# Sickle Cell Disease ***
# Vaso-Occlusive Crisis
# *** c/f Acute Chest
Checklist
-- Chart Check: pain plan, outpatient hematologist, prior regimens when admitted, prior complications,
-- Admission Criteria: unable to control pain with home regimen; requiring IV medications; c/f acute chest or other complication
-- HPI Intake: location of pain, triggers, home pain regimen, evidence of stroke
-- Can't Miss: acute chest, PE, ACS, stroke
-- Admission Orders: CBC, BMP, LFTs, cogs, T+S, hemolyis labs (retic, LDH, haptoglobin), infectious workup if c/f underlying trigger, CXR to assess for acute chest
-- Initial Treatment to Consider: pain management ASAP with PCA if need be, antibiotics if c/f acute chest, and consult heme to discuss pheresis if c/f hyperviscosity syndrome
Assessment:
-- History: *** prior VOC, pain plans, prior complications (stroke, acute chest, asplenia, AVN)
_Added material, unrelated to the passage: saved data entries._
// SPDX-License-Identifier: MIT

//! Policy tree types
//!
//! The serialized shape is the one emitted by the policy authoring tool:
//! groups are `{ "combinator": "and", "rules": [...] }` and predicates are
//! `{ "field": "region", "operator": "in", "value": ["Tanger", "Fes"] }`.
//! Extra keys such as `id` are ignored.

use serde::{Deserialize, Serialize};
use serde_json::Value;
use std::fmt;

/// A node of the policy tree
///
/// A JSON object carrying a `combinator` is a group, anything else is a
/// predicate.
#[derive(Debug, Clone, PartialEq, Deserialize, Serialize)]
#[serde(untagged)]
pub enum RuleNode {
    Group(RuleGroup),
    Predicate(Predicate),
}

/// Internal node combining its children with AND / OR
#[derive(Debug, Clone, PartialEq, Deserialize, Serialize)]
pub struct RuleGroup {
    pub combinator: Combinator,
    #[serde(default)]
    pub rules: Vec<RuleNode>,
}

/// Leaf comparison between one record field and a literal
#[derive(Debug, Clone, PartialEq, Deserialize, Serialize)]
pub struct Predicate {
    pub field: String,
    pub operator: Operator,
    #[serde(default)]
    pub value: RuleValue,
}

/// How a group combines its children
#[derive(Debug, Clone, PartialEq, Eq, Deserialize, Serialize)]
#[serde(from = "String", into = "String")]
pub enum Combinator {
    And,
    Or,
    /// Anything else found on the wire; evaluates to false
    Unknown(String),
}

/// Comparison operators
#[derive(Debug, Clone, PartialEq, Eq, Hash, Deserialize, Serialize)]
#[serde(from = "String", into = "String")]
pub enum Operator {
    /// =
    Eq,
    /// !=
    NotEq,
    /// <
    Lt,
    /// <=
    Lte,
    /// >
    Gt,
    /// >=
    Gte,
    Contains,
    DoesNotContain,
    StartsWith,
    EndsWith,
    In,
    NotIn,
    Between,
    /// Operator name not understood by the engine
    Unknown(String),
}

/// A single literal, as found in predicates and records
#[derive(Debug, Clone, PartialEq, Deserialize, Serialize)]
#[serde(untagged)]
pub enum Scalar {
    Number(f64),
    Text(String),
}

/// Right-hand side of a predicate
///
/// `in` / `notIn` expect a list, `between` expects `"min,max"` or a
/// two-element list, every other operator expects a scalar.
#[derive(Debug, Clone, PartialEq, Deserialize, Serialize)]
#[serde(untagged)]
pub enum RuleValue {
    Scalar(Scalar),
    List(Vec<Scalar>),
    /// `null`, booleans, objects or lists holding them; never satisfied
    Other(Value),
}

impl RuleGroup {
    pub fn new(combinator: Combinator, rules: Vec<RuleNode>) -> Self {
        Self { combinator, rules }
    }

    pub fn and(rules: Vec<RuleNode>) -> Self {
        Self::new(Combinator::And, rules)
    }

    pub fn or(rules: Vec<RuleNode>) -> Self {
        Self::new(Combinator::Or, rules)
    }

    /// Number of predicates in the whole tree, nested groups included
    pub fn predicate_count(&self) -> usize {
        let mut count = 0;
        let mut pending: Vec<&RuleGroup> = vec![self];
        while let Some(group) = pending.pop() {
            for node in &group.rules {
                match node {
                    RuleNode::Group(inner) => pending.push(inner),
                    RuleNode::Predicate(_) => count += 1,
                }
            }
        }
        count
    }
}

impl Predicate {
    pub fn new(field: impl Into<String>, operator: Operator, value: impl Into<RuleValue>) -> Self {
        Self {
            field: field.into(),
            operator,
            value: value.into(),
        }
    }
}

impl From<RuleGroup> for RuleNode {
    fn from(group: RuleGroup) -> Self {
        RuleNode::Group(group)
    }
}

impl From<Predicate> for RuleNode {
    fn from(predicate: Predicate) -> Self {
        RuleNode::Predicate(predicate)
    }
}

impl Combinator {
    pub fn as_str(&self) -> &str {
        match self {
            Combinator::And => "and",
            Combinator::Or => "or",
            Combinator::Unknown(name) => name,
        }
    }
}

impl From<String> for Combinator {
    fn from(name: String) -> Self {
        match name.to_ascii_lowercase().as_str() {
            "and" => Combinator::And,
            "or" => Combinator::Or,
            _ => Combinator::Unknown(name),
        }
    }
}

impl From<Combinator> for String {
    fn from(combinator: Combinator) -> Self {
        match combinator {
            Combinator::Unknown(name) => name,
            known => known.as_str().to_string(),
        }
    }
}

impl fmt::Display for Combinator {
    fn fmt(&self, f: &mut fmt::Formatter<'_>) -> fmt::Result {
        f.write_str(self.as_str())
    }
}

impl Operator {
    /// Every operator the engine evaluates, in authoring-tool order
    pub const KNOWN: [Operator; 13] = [
        Operator::Eq,
        Operator::NotEq,
        Operator::Lt,
        Operator::Lte,
        Operator::Gt,
        Operator::Gte,
        Operator::Contains,
        Operator::DoesNotContain,
        Operator::StartsWith,
        Operator::EndsWith,
        Operator::In,
        Operator::NotIn,
        Operator::Between,
    ];

    pub fn as_str(&self) -> &str {
        match self {
            Operator::Eq => "=",
            Operator::NotEq => "!=",
            Operator::Lt => "<",
            Operator::Lte => "<=",
            Operator::Gt => ">",
            Operator::Gte => ">=",
            Operator::Contains => "contains",
            Operator::DoesNotContain => "doesNotContain",
            Operator::StartsWith => "startsWith",
            Operator::EndsWith => "endsWith",
            Operator::In => "in",
            Operator::NotIn => "notIn",
            Operator::Between => "between",
            Operator::Unknown(name) => name,
        }
    }

    /// `in` and `notIn` take a list of values
    pub fn is_membership(&self) -> bool {
        matches!(self, Operator::In | Operator::NotIn)
    }

    /// Shape of value the operator expects, for diagnostics
    pub fn expected_value(&self) -> &'static str {
        match self {
            Operator::In | Operator::NotIn => "a list of values",
            Operator::Between => "a \"min,max\" range",
            _ => "a single value",
        }
    }
}

impl From<String> for Operator {
    fn from(name: String) -> Self {
        Operator::KNOWN
            .iter()
            .find(|op| op.as_str() == name)
            .cloned()
            .unwrap_or(Operator::Unknown(name))
    }
}

impl From<&str> for Operator {
    fn from(name: &str) -> Self {
        Operator::from(name.to_string())
    }
}

impl From<Operator> for String {
    fn from(operator: Operator) -> Self {
        match operator {
            Operator::Unknown(name) => name,
            known => known.as_str().to_string(),
        }
    }
}

impl fmt::Display for Operator {
    fn fmt(&self, f: &mut fmt::Formatter<'_>) -> fmt::Result {
        f.write_str(self.as_str())
    }
}

/// Numbers print in their canonical decimal form, text prints as is
impl fmt::Display for Scalar {
    fn fmt(&self, f: &mut fmt::Formatter<'_>) -> fmt::Result {
        match self {
            Scalar::Number(n) => f.write_str(&super::reconcile::canonical_text(*n)),
            Scalar::Text(s) => f.write_str(s),
        }
    }
}

impl From<f64> for Scalar {
    fn from(n: f64) -> Self {
        Scalar::Number(n)
    }
}

impl From<&str> for Scalar {
    fn from(s: &str) -> Self {
        Scalar::Text(s.to_string())
    }
}

impl From<String> for Scalar {
    fn from(s: String) -> Self {
        Scalar::Text(s)
    }
}

impl Default for RuleValue {
    fn default() -> Self {
        RuleValue::Scalar(Scalar::Text(String::new()))
    }
}

impl From<Scalar> for RuleValue {
    fn from(scalar: Scalar) -> Self {
        RuleValue::Scalar(scalar)
    }
}

impl From<f64> for RuleValue {
    fn from(n: f64) -> Self {
        RuleValue::Scalar(Scalar::Number(n))
    }
}

impl From<&str> for RuleValue {
    fn from(s: &str) -> Self {
        RuleValue::Scalar(Scalar::from(s))
    }
}

impl From<String> for RuleValue {
    fn from(s: String) -> Self {
        RuleValue::Scalar(Scalar::Text(s))
    }
}

impl From<Vec<Scalar>> for RuleValue {
    fn from(items: Vec<Scalar>) -> Self {
        RuleValue::List(items)
    }
}

#[cfg(test)]
mod tests {
    use super::*;
    use serde_json::json;

    #[test]
    fn test_operator_round_trips_through_name() {
        for op in Operator::KNOWN.iter() {
            assert_eq!(Operator::from(op.as_str()), *op);
        }
    }

    #[test]
    fn test_unknown_operator_keeps_name() {
        let op = Operator::from("matches");
        assert_eq!(op, Operator::Unknown("matches".to_string()));
        assert_eq!(op.to_string(), "matches");
    }

    #[test]
    fn test_combinator_is_case_insensitive() {
        assert_eq!(Combinator::from("AND".to_string()), Combinator::And);
        assert_eq!(Combinator::from("Or".to_string()), Combinator::Or);
        assert_eq!(
            Combinator::from("xor".to_string()),
            Combinator::Unknown("xor".to_string())
        );
    }

    #[test]
    fn test_deserialize_nested_tree() {
        let tree: RuleGroup = serde_json::from_value(json!({
            "id": "root",
            "combinator": "and",
            "rules": [
                { "id": "r1", "field": "region", "operator": "in", "value": ["Tanger", "Fes"] },
                {
                    "combinator": "or",
                    "rules": [
                        { "field": "chiffre_affaires", "operator": ">=", "value": 100000 },
                        { "field": "sexe", "operator": "=", "value": "Femme" }
                    ]
                }
            ]
        }))
        .unwrap();

        assert_eq!(tree.combinator, Combinator::And);
        assert_eq!(tree.rules.len(), 2);
        assert_eq!(
            tree.rules[0],
            RuleNode::Predicate(Predicate::new(
                "region",
                Operator::In,
                vec![Scalar::from("Tanger"), Scalar::from("Fes")]
            ))
        );
        match &tree.rules[1] {
            RuleNode::Group(inner) => {
                assert_eq!(inner.combinator, Combinator::Or);
                assert_eq!(
                    inner.rules[0],
                    RuleNode::Predicate(Predicate::new(
                        "chiffre_affaires",
                        Operator::Gte,
                        100000.0
                    ))
                );
            }
            RuleNode::Predicate(_) => panic!("Expected nested group"),
        }
    }

    #[test]
    fn test_numeric_string_stays_text() {
        let predicate: Predicate =
            serde_json::from_value(json!({ "field": "x", "operator": "=", "value": "5" })).unwrap();
        assert_eq!(predicate.value, RuleValue::Scalar(Scalar::Text("5".into())));
    }

    #[test]
    fn test_missing_value_defaults_to_empty_text() {
        let predicate: Predicate =
            serde_json::from_value(json!({ "field": "x", "operator": "=" })).unwrap();
        assert_eq!(predicate.value, RuleValue::default());
    }

    #[test]
    fn test_unsupported_values_are_kept() {
        let tree: RuleGroup = serde_json::from_value(json!({
            "combinator": "or",
            "rules": [
                { "field": "a", "operator": "=", "value": null },
                { "field": "b", "operator": "=", "value": true },
                { "field": "c", "operator": "in", "value": ["x", false] },
                { "field": "region", "operator": "=", "value": "Fes" }
            ]
        }))
        .unwrap();

        assert_eq!(tree.predicate_count(), 4);
        match &tree.rules[2] {
            RuleNode::Predicate(p) => {
                assert_eq!(p.value, RuleValue::Other(json!(["x", false])))
            }
            RuleNode::Group(_) => panic!("Expected predicate"),
        }
    }

    #[test]
    fn test_membership_operators() {
        assert!(Operator::In.is_membership());
        assert!(Operator::NotIn.is_membership());
        assert!(!Operator::Eq.is_membership());
        assert_eq!(Operator::Between.expected_value(), "a \"min,max\" range");
    }

    #[test]
    fn test_group_without_rules_is_empty() {
        let group: RuleGroup = serde_json::from_value(json!({ "combinator": "or" })).unwrap();
        assert!(group.rules.is_empty());
    }

    #[test]
    fn test_serialize_uses_wire_names() {
        let group = RuleGroup::and(vec![Predicate::new("x", Operator::NotIn, vec![
            Scalar::from(1.0),
            Scalar::from("a"),
        ])
        .into()]);
        assert_eq!(
            serde_json::to_value(&group).unwrap(),
            json!({
                "combinator": "and",
                "rules": [{ "field": "x", "operator": "notIn", "value": [1.0, "a"] }]
            })
        );
    }

    #[test]
    fn test_predicate_count_includes_nested_groups() {
        let tree = RuleGroup::and(vec![
            Predicate::new("a", Operator::Eq, 1.0).into(),
            RuleGroup::or(vec![
                Predicate::new("b", Operator::Eq, 2.0).into(),
                RuleGroup::and(vec![]).into(),
                Predicate::new("c", Operator::Eq, 3.0).into(),
            ])
            .into(),
        ]);
        assert_eq!(tree.predicate_count(), 3);
        assert_eq!(RuleGroup::and(vec![RuleGroup::or(vec![]).into()]).predicate_count(), 0);
    }

    #[test]
    fn test_scalar_display() {
        assert_eq!(Scalar::from(150000.0).to_string(), "150000");
        assert_eq!(Scalar::from(1.5).to_string(), "1.5");
        assert_eq!(Scalar::from("Fes").to_string(), "Fes");
    }
}
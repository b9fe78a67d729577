// SPDX-License-Identifier: MIT

pub mod catalogue;
pub mod loader;
pub mod record;
pub mod rule;
pub mod validate;
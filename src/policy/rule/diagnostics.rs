// SPDX-License-Identifier: MIT

//! Evaluation results and the non-fatal diagnostics attached to them

use serde::Serialize;
use std::fmt;
use thiserror::Error;

/// Outcome of evaluating a policy against a record
#[derive(Debug, Clone, PartialEq, Serialize)]
pub struct Verdict {
    pub eligible: bool,
    /// Malformed nodes met on the way; informational only
    pub diagnostics: Vec<Diagnostic>,
}

/// A malformed node encountered during evaluation
#[derive(Debug, Clone, PartialEq, Serialize)]
pub struct Diagnostic {
    /// Location of the node, e.g. `rules[1].rules[0]`; empty for the root
    pub path: String,
    #[serde(flatten)]
    pub kind: DiagnosticKind,
}

#[derive(Debug, Clone, PartialEq, Serialize, Error)]
#[serde(tag = "kind", rename_all = "snake_case")]
pub enum DiagnosticKind {
    #[error("unknown operator '{operator}'")]
    UnknownOperator { operator: String },

    #[error("unknown combinator '{combinator}'")]
    UnknownCombinator { combinator: String },

    #[error("operator '{operator}' expects {expected}")]
    MalformedValue { operator: String, expected: String },

    #[error("value '{value}' of field '{field}' is not a number")]
    NotANumber { field: String, value: String },

    #[error("field '{field}' holds a value that is neither text nor a number")]
    UnsupportedRecordValue { field: String },

    #[error("group nesting exceeds {limit} levels")]
    DepthExceeded { limit: usize },
}

impl Verdict {
    pub fn new(eligible: bool, diagnostics: Vec<Diagnostic>) -> Self {
        Self {
            eligible,
            diagnostics,
        }
    }

    /// True when evaluation met no malformed node
    pub fn is_clean(&self) -> bool {
        self.diagnostics.is_empty()
    }
}

impl fmt::Display for Diagnostic {
    fn fmt(&self, f: &mut fmt::Formatter<'_>) -> fmt::Result {
        if self.path.is_empty() {
            write!(f, "root: {}", self.kind)
        } else {
            write!(f, "{}: {}", self.path, self.kind)
        }
    }
}

/// Render child indices as `rules[0].rules[2]`
pub fn render_path(indices: &[usize]) -> String {
    indices
        .iter()
        .map(|i| format!("rules[{}]", i))
        .collect::<Vec<_>>()
        .join(".")
}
-- Clinical: *** chest pain, AMS, bony pain c/f AVN, priapism
-- Exam: *** localized pain, mental status, focal neuro deficits, LUQ pain (splenic sequestration),
-- Data: *** Hgb, CXR, hemolysis labs (retic, LDH, haptoglobin)
-- Etiology/DDx: Triggers: dehydration, infection, acidosis, stress, menses, alcohol
The patient's HPI is notable for ***. Exam showed ***. Labwork and data were notable for ***. Taken together, the patient's presentation is most concerning for ***, with a differential including ***.
Plan:
Workup
-- f/u LDH, haptoglobin, retic count
-- Monitoring: Trend daily CBCs, transfuse Hgb <7
-- Consult heme for pheresis if c/f stroke, splenic sequestration, acute chest, hyperviscosity
Treatment
-- Pain: *** IV dilaudid (if no known prior 0.02-0.05mg/kg to max 1.5mg), oxycodone, toradol, tylenol; PCA if not adequately treating
-- O2: currently *** NC, continuous pulse ox with goal >95%; wean as able
-- Volume: continue maintenance fluids *** cc/hr (usually at least 150-200cc/hr)
-- Abx: *** (Ceftriaxone and azithro if c/f acute chest)
-- transfuse for Hgb >7
-- Bowel regimen while on opioid analgesia
-- Continue home *** (hydroxyurea, folic acid)
-- Incentive Spirometry
PDF coming soon!
When patients present with a vaso-occlusive crisis, their pain should be treated early and adequately. This includes switching to a PCA if the regumen is not meeting the patient's analegesia needs. Do not miss acute chest, stroke, splenic sequestration, and involve the hematology consultants if there is concern for hyperviscosity requiring pheresis. Avoid stigmatizing language in documentation and in person when treating patients with sickle cell disease.